That the Mariners and A’s had so much respect for Trout is not unique. Trout is, by far, the most feared hitter in the game today. The problem for the Angels is that these teams apparently have so little respect for the bats behind him, they’re willing to put the speedy Trout on base in game-tying situations because they know there’s probably no pain involved in doing it. So far this season, the other teams are right.

Tuesday was the fourth straight loss for the Angels, and fifth in six games to start the season. In their two opening series, the Angels managed just 13 runs. If not for a wild comeback in the late innings last Friday night, the Angels would be finishing off an 0-6 road trip to start the season.

A lot of this can be blamed on injuries. Shohei Ohtani‘s return from Tommy John surgery isn’t expected to happen until some time in mid-May, while Justin Upton‘s turf toe injury will likely keep him out of the lineup until the middle of June. With those two out for so long, other guys have had to step up… and they haven’t.
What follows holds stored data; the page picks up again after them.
//! Process control blocks and kernel-stack forging. Every runnable PCB
//! owns a 16 KiB kernel stack holding one of two resume shapes:
//!
//!   - a callee-saved register block left by `switch_stacks` (a thread
//!     that was previously switched out), or
//!   - a forged block whose return address leads into `kthread_launch`
//!     (new kernel thread) or the trap epilogue (fork/clone child, first
//!     user entry) with a full `TrapFrame` above it.
//!
//! The forging constructors build the second shape; the switch itself
//! maintains the first.

use crate::{
    arch::{task, trap::{trap_return_addr, TrapFrame}},
    ram::{paging::AddrSpace, KSTACK_SIZE}
};

use alloc::{boxed::Box, sync::Arc, vec};

pub type Pid = usize;

#[derive(Clone, Copy, Debug, PartialEq, Eq)]
pub enum ProcState {
    Ready,
    Running,
    Blocked(WaitKind),
    Terminated
}

/// What a blocked thread is waiting for. `exit` wakes `Child` waiters;
/// the futex and queue primitives wake their own.
#[derive(Clone, Copy, Debug, PartialEq, Eq)]
pub enum WaitKind {
    Child,
    Futex(usize),
    Queue
}

pub struct KernelStack {
    buf: Box<[u8]>
}

impl KernelStack {
    fn new() -> Self {
        return Self { buf: vec![0u8; KSTACK_SIZE].into_boxed_slice() };
    }

    /// Top of the stack, 16-byte aligned. This is also what TSS.esp0 gets.
    pub fn top(&self) -> usize {
        return (self.buf.as_ptr() as usize + self.buf.len()) & !0xf;
    }
}

pub struct Pcb {
    pub pid: Pid,
    pub ppid: Pid,
    pub state: ProcState,
    pub saved_esp: usize,
    pub kstack: KernelStack,
    /// None for the kernel itself and kernel threads; they run on
    /// whichever directory is installed (the kernel half is everywhere).
    pub space: Option<Arc<AddrSpace>>,
    pub exit_code: i32
}

impl Pcb {
    /// PID 0: already running on the boot stack, nothing to forge.
    pub fn kernel_idle() -> Self {
        return Self {
            pid: 0,
            ppid: 0,
            state: ProcState::Running,
            saved_esp: 0,
            kstack: KernelStack::new(),
            space: None,
            exit_code: 0
        };
    }

    /// A kernel thread that starts at `entry` with interrupts enabled.
    pub fn kernel_thread(pid: Pid, ppid: Pid, entry: extern "C" fn()) -> Self {
        let mut pcb = Self {
            pid,
            ppid,
            state: ProcState::Ready,
            saved_esp: 0,
            kstack: KernelStack::new(),
            space: None,
            exit_code: 0
        };
        pcb.saved_esp = forge_switch_record(
            pcb.kstack.top(),
            entry as usize,
            task::kthread_launch_addr()
        );
        return pcb;
    }

    /// Like a kernel thread, but with its own address space. The entry
    /// builds the user image and irets into it; the shell starts this way.
    pub fn user_bootstrap(pid: Pid, ppid: Pid, space: Arc<AddrSpace>, entry: extern "C" fn()) -> Self {
        let mut pcb = Self::kernel_thread(pid, ppid, entry);
        pcb.space = Some(space);
        return pcb;
    }

    /// Fork child: the parent's entire trap frame, with EAX forced to 0
    /// so the two returns of fork disagree exactly once.
    pub fn forked(pid: Pid, ppid: Pid, space: Arc<AddrSpace>, frame: &TrapFrame) -> Self {
        let mut child_frame = *frame;
        child_frame.eax = 0;
        return Self::from_trap_frame(pid, ppid, space, child_frame);
    }

    /// Clone child: shares the address space, runs `entry` on the
    /// caller-provided user stack. EBP is cleared so unwinding the new
    /// thread's stack terminates instead of walking into the creator's.
    pub fn cloned(
        pid: Pid, ppid: Pid, space: Arc<AddrSpace>,
        frame: &TrapFrame, user_esp: usize, entry: usize
    ) -> Self {
        let mut child_frame = *frame;
        child_frame.eax = 0;
        child_frame.ebp = 0;
        child_frame.eip = entry as u32;
        child_frame.useresp = user_esp as u32;
        return Self::from_trap_frame(pid, ppid, space, child_frame);
    }

    fn from_trap_frame(pid: Pid, ppid: Pid, space: Arc<AddrSpace>, frame: TrapFrame) -> Self {
        let mut pcb = Self {
            pid,
            ppid,
            state: ProcState::Ready,
            saved_esp: 0,
            kstack: KernelStack::new(),
            space: Some(space),
            exit_code: 0
        };
        pcb.saved_esp = forge_trap_resume(pcb.kstack.top(), frame);
        return pcb;
    }

    pub fn dir_pa(&self) -> u32 {
        return match &self.space {
            Some(space) => space.dir_pa(),
            None => crate::ram::paging::kernel_dir()
        };
    }
}

/// Lay out `[ebp][edi][esi][ebx][ret]` so `switch_stacks` pops straight
/// into `ret`. The EBX slot doubles as the entry-point carrier for
/// `kthread_launch`.
fn forge_switch_record(stack_top: usize, ebx: usize, ret: usize) -> usize {
    let mut sp = stack_top;
    unsafe {
        sp -= 4; (sp as *mut u32).write(ret as u32);
        sp -= 4; (sp as *mut u32).write(ebx as u32);
        sp -= 4; (sp as *mut u32).write(0); // esi
        sp -= 4; (sp as *mut u32).write(0); // edi
        sp -= 4; (sp as *mut u32).write(0); // ebp
    }
    return sp;
}

/// A full trap frame topped by a switch record that returns into the
/// trap epilogue: the first switch to this stack irets straight out.
fn forge_trap_resume(stack_top: usize, frame: TrapFrame) -> usize {
    let mut sp = stack_top;
    unsafe {
        sp -= size_of::<TrapFrame>();
        (sp as *mut TrapFrame).write(frame);
    }
    return forge_switch_record(sp, 0, trap_return_addr());
}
Bour and Pujols have combined to go 5-37 with just one extra-base hit. That Andrelton Simmons is batting cleanup in front of Pujols is both an indictment of how far Pujols has fallen and a billboard signaling how power-starved the Angels lineup is at the moment.

Unfortunately, there’s nothing the Angels can really do to fix the offense before Ohtani and Upton come back. They can’t buy new talent — Manny Machado and Bryce Harper are not walking through that door — and the talent that they do have in the minors is either hurt, and/or not ready (Jo Adell), or may never be (Taylor Ward).

It may help to start playing David Fletcher full-time over Tommy La Stella, to see if Fletcher can hold down a big league job. La Stella, like Lucroy and Bour, isn’t someone the Angels expect to stick around as a starter, and Fletcher is. Might as well see what he’s got.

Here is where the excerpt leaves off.